◆ Activity
In the data below, find the line that contains "--help' for more" and the line that contains "let mut reporter". Copy both, plus every line between them, exactly.

◆ Records provided
◇ ◇ ◇ ◇ ◇
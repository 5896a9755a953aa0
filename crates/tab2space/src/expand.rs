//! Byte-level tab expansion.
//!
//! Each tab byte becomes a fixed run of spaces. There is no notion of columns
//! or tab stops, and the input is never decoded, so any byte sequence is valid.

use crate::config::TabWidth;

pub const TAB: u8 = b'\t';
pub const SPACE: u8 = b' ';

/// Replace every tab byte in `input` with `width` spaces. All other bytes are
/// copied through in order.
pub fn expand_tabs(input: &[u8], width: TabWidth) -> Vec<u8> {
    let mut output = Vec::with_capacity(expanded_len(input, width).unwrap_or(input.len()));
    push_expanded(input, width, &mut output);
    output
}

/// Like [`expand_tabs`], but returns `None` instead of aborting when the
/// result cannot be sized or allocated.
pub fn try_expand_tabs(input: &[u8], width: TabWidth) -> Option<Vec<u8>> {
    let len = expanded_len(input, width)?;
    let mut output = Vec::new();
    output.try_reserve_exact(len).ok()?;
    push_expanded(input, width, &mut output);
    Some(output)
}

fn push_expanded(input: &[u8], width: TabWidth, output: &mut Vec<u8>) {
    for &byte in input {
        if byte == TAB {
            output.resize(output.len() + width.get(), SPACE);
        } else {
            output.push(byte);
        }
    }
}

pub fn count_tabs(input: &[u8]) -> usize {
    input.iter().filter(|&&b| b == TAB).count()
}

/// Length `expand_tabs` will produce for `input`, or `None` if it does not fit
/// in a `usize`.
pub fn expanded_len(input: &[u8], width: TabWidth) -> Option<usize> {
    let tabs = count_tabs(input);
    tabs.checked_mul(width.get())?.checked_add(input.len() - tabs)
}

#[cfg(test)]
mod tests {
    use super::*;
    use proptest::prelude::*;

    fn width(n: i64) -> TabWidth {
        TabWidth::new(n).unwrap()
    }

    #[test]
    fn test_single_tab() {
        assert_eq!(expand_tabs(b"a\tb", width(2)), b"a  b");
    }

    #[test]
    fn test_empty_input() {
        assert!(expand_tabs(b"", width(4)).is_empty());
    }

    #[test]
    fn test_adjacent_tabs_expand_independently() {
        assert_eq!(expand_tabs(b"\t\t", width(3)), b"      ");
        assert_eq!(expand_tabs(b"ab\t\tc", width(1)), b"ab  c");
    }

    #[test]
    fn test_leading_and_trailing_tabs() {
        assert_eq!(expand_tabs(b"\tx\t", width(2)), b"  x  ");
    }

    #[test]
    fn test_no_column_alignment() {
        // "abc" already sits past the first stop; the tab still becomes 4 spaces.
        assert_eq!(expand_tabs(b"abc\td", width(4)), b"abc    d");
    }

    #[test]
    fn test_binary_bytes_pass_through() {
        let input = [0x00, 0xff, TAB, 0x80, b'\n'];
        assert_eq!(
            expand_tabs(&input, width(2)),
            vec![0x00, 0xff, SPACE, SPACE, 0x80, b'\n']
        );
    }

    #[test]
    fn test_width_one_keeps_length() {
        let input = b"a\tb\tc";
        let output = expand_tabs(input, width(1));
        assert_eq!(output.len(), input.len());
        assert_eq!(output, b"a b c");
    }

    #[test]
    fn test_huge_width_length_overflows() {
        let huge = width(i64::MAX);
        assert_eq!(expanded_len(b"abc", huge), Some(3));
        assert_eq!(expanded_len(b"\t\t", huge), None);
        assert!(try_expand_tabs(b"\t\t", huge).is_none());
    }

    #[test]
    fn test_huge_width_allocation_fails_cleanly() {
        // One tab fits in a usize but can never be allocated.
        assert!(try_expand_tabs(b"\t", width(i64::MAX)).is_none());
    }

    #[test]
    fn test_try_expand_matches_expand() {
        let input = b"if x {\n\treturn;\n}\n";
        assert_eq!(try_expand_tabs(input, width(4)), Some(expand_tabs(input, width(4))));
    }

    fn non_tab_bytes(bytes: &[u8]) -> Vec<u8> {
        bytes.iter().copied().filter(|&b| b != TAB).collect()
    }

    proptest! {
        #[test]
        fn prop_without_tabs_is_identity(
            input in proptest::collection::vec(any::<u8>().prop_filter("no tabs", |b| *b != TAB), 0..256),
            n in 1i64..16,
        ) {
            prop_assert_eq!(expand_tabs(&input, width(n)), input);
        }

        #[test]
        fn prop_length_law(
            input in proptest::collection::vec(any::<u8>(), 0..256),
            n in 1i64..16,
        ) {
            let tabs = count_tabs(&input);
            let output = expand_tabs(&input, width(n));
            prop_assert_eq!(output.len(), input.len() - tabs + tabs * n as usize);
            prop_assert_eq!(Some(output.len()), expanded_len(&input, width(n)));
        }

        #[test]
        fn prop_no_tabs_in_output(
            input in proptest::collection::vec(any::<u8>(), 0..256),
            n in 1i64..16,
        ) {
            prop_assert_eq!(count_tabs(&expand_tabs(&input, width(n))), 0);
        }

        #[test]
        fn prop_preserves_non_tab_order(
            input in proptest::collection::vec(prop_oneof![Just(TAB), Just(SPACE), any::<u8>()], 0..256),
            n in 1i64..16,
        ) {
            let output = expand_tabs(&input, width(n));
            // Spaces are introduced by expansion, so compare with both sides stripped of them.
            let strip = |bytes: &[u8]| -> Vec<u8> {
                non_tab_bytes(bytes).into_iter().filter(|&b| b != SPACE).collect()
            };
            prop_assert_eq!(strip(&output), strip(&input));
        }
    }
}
◇ ◇ ◇ ◇ ◇
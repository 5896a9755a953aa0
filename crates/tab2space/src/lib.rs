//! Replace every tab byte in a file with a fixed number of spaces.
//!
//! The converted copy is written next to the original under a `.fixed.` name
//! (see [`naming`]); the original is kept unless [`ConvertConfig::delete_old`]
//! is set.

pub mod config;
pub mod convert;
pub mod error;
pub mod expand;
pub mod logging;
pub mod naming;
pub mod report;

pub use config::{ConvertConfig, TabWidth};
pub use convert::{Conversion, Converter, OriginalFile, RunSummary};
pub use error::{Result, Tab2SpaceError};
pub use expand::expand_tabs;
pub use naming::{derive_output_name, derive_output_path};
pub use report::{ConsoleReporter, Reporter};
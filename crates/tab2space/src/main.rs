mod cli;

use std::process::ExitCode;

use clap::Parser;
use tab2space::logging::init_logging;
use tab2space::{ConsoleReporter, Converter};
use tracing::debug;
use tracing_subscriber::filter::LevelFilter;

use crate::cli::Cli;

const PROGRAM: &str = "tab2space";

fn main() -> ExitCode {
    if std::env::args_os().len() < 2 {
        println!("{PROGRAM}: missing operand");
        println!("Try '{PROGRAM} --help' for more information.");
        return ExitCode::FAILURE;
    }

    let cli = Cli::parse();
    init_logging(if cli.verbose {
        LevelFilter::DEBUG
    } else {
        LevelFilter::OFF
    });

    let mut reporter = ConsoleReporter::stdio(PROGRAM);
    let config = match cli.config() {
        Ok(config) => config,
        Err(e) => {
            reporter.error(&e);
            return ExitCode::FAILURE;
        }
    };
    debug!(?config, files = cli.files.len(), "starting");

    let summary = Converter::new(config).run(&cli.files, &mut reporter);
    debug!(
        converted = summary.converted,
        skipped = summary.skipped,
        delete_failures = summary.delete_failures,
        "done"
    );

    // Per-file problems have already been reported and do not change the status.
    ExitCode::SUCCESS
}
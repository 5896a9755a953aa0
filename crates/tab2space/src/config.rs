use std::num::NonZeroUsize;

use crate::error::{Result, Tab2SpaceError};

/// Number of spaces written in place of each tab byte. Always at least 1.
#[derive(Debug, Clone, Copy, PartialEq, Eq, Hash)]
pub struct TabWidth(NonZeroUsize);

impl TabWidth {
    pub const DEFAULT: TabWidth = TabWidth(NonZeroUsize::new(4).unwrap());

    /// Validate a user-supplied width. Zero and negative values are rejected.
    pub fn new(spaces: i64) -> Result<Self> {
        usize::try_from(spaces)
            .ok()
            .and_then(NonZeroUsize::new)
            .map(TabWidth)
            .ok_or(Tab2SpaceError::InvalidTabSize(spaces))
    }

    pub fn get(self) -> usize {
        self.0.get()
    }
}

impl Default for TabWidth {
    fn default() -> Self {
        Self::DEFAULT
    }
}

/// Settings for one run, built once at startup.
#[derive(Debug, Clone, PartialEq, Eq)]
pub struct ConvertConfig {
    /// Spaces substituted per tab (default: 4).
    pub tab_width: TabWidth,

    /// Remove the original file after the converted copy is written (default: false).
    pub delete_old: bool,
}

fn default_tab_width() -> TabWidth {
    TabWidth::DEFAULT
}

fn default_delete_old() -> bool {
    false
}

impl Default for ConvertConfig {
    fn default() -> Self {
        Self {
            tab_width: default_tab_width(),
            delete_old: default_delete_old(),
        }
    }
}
◇ ◇ ◇ ◇ ◇
◆ Problem solution
        println!("Try '{PROGRAM} --help' for more information.");
        return ExitCode::FAILURE;
    }

    let cli = Cli::parse();
    init_logging(if cli.verbose {
        LevelFilter::DEBUG
    } else {
        LevelFilter::OFF
    });

    let mut reporter = ConsoleReporter::stdio(PROGRAM);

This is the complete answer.